Il s'agit d'une version simplifiée du concours proposé par Cdiscount et paru sur le site [datascience.net](https://www.datascience.net/fr/challenge). Les données d'apprentissage sont accessibles sur demande auprès de Cdiscount mais les solutions de l'échantillon test du concours ne sont pas et ne seront pas rendues publiques. Un échantillon test est donc construit pour l'usage de ce tutoriel.  L'objectif est de prévoir la catégorie d'un produit à partir de son descriptif (*text mining*). Seule la catégorie principale (1er niveau, 47 classes) est prédite au lieu des trois niveaux demandés dans le concours. L'objectif est plutôt de comparer les performances des méthodes et technologies en fonction de la taille de la base d'apprentissage ainsi que d'illustrer sur un exemple complexe le prétraitement de données textuelles. 

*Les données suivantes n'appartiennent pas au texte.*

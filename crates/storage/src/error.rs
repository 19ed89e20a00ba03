use std::fmt;

use thiserror::Error;

#[derive(Debug, Error)]
pub enum StorageError {
    #[error("Database error: {0}")]
    Database(#[from] sqlx::Error),

    #[error("Migration error: {0}")]
    Migration(#[from] sqlx::migrate::MigrateError),

    #[error("Not found")]
    NotFound,

    #[error("Judging criteria not set for this year")]
    CriteriaNotSet,

    #[error("{0}")]
    Conflict(ConflictKind),

    #[error("{0}")]
    Forbidden(String),

    #[error("{0}")]
    Validation(ValidationFailure),

    #[error("Invalid state transition: {0}")]
    InvalidStateTransition(String),

    #[error("Blob store failure: {0}")]
    Dependency(String),
}

pub type Result<T> = std::result::Result<T, StorageError>;

impl StorageError {
    pub fn forbidden(message: impl Into<String>) -> Self {
        StorageError::Forbidden(message.into())
    }

    pub fn validation(message: impl Into<String>) -> Self {
        StorageError::Validation(ValidationFailure::message(message))
    }

    pub fn is_unique_violation(&self) -> bool {
        matches!(
            self,
            StorageError::Database(sqlx::Error::Database(e))
                if e.code().as_deref() == Some("23505")
        )
    }

    pub fn is_foreign_key_violation(&self) -> bool {
        matches!(
            self,
            StorageError::Database(sqlx::Error::Database(e))
                if e.code().as_deref() == Some("23503")
        )
    }
}

#[derive(Debug, Clone, Copy, PartialEq, Eq)]
pub enum ConflictKind {
    DuplicateApplication,
    AlreadySubmitted,
    AccessCodeConsumed,
    JudgeAlreadyBound,
    CriteriaExists,
}

impl fmt::Display for ConflictKind {
    fn fmt(&self, f: &mut fmt::Formatter<'_>) -> fmt::Result {
        let message = match self {
            ConflictKind::DuplicateApplication => {
                "An application already exists for this identity and year"
            }
            ConflictKind::AlreadySubmitted => "A score for this project has already been submitted",
            ConflictKind::AccessCodeConsumed => "This access code has already been used",
            ConflictKind::JudgeAlreadyBound => "This identity is already bound to a judge",
            ConflictKind::CriteriaExists => "Judging criteria for this year already exist",
        };
        f.write_str(message)
    }
}

/// Field-level validation failure. `invalid` and `missing` carry the
/// offending and absent key lists for criteria mismatches; both are empty
/// for plain message-only failures.
#[derive(Debug, Clone, PartialEq, Eq, Default)]
pub struct ValidationFailure {
    pub message: String,
    pub invalid: Vec<String>,
    pub missing: Vec<String>,
}

impl ValidationFailure {
    pub fn message(message: impl Into<String>) -> Self {
        ValidationFailure {
            message: message.into(),
            ..Default::default()
        }
    }

    pub fn criteria_mismatch(invalid: Vec<String>, missing: Vec<String>) -> Self {
        ValidationFailure {
            message: "Submitted scores do not match the judging criteria".to_string(),
            invalid,
            missing,
        }
    }
}

impl fmt::Display for ValidationFailure {
    fn fmt(&self, f: &mut fmt::Formatter<'_>) -> fmt::Result {
        f.write_str(&self.message)?;
        if !self.invalid.is_empty() {
            write!(f, "; invalid: {}", self.invalid.join(", "))?;
        }
        if !self.missing.is_empty() {
            write!(f, "; missing: {}", self.missing.join(", "))?;
        }
        Ok(())
    }
}
//! In-memory store used by the test suites. Enforces the same uniqueness
//! rules as the Postgres schema and supports one-shot failure injection so
//! saga compensation paths can be exercised without a database.

use std::collections::{BTreeMap, HashMap, HashSet};
use std::sync::Mutex;
use std::sync::atomic::{AtomicBool, Ordering};

use chrono::Utc;
use uuid::Uuid;

use crate::blob::{BlobStore, SignedUrl};
use crate::dto::application::{ApplicationChanges, NewApplication};
use crate::dto::judging::{NewPlaceholderIdentity, NewScore};
use crate::error::{ConflictKind, Result, StorageError};
use crate::models::{
    Application, ApplicationStatus, CriteriaSet, Criterion, Identity, Judge, Project, Role, Score,
};

use super::{
    ApplicationStore, CriteriaStore, IdentityStore, JudgeStore, ProjectStore, ScoreStore,
};

#[derive(Default)]
struct Inner {
    identities: HashMap<Uuid, Identity>,
    applications: HashMap<Uuid, Application>,
    judges: HashMap<Uuid, Judge>,
    projects: HashMap<Uuid, Project>,
    criteria: HashMap<(i32, String), CriteriaSet>,
    scores: HashMap<Uuid, Score>,
}

#[derive(Default)]
pub struct MemoryStore {
    inner: Mutex<Inner>,
    fail_next: Mutex<HashSet<String>>,
}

Le jeux de données complet (15M produits) permet un test en vrai grandeur du **passage à l'échelle volume** des phases de préparation (*munging*), vectorisation (hashage, TF-IDF) et d'apprentissage en fonction de la technologie utilisée.

La synthèse des résultats obtenus est développée par [Besse et al. 2016](https://hal.archives-ouvertes.fr/hal-01350099) (section 5).

## Partie 1-3 : Modèle d'apprentissage statistiques.

Dans le calepin numéro 2, nous avons créés 2x7 matrices de features correspondant au mêmes échantillons d'apprentissage et de validation des données textuelles de description d'objet de Cdiscount.  Ces matrices ont été crées avec les méthodes suivantes. 

1. `Count_Vectorizer`. `No hashing`.
2. `Count_Vectorizer`. `Hashing = 300`.
3. `TFIDF_vectorizer`. `No hashing`. 
4. `TFIDF_vectorizer`. `Hashing = 300`.
5. `Word2Vec`. `CBOW`
6. `Word2Vec`. `Skip-Gram`
7. `Word2Vec`. `Pre-trained`

Nous allons maintenant étudiés les performances d'algorithmes de *machine learning* (`Regression logistique`, `Forêts aléatoire`, `Perceptron multicouche`) sur ces différents features 

## Librairies

In [1]:
#Importation des librairies utilisées
import time
import numpy as np
import pandas as pd
import scipy as sc

from sklearn.linear_model import LogisticRegression
from sklearn.ensemble import RandomForestClassifier
from sklearn.neural_network import MLPClassifier
from sklearn.model_selection import GridSearchCV

DATA_DIR = "data/features"

## Téléchargement des données

Téléchargement des variables réponses

In [2]:
Y_train = pd.read_csv("data/cdiscount_train_subset.csv").fillna("")["Categorie1"]
Y_valid = pd.read_csv("data/cdiscount_valid.csv").fillna("")["Categorie1"]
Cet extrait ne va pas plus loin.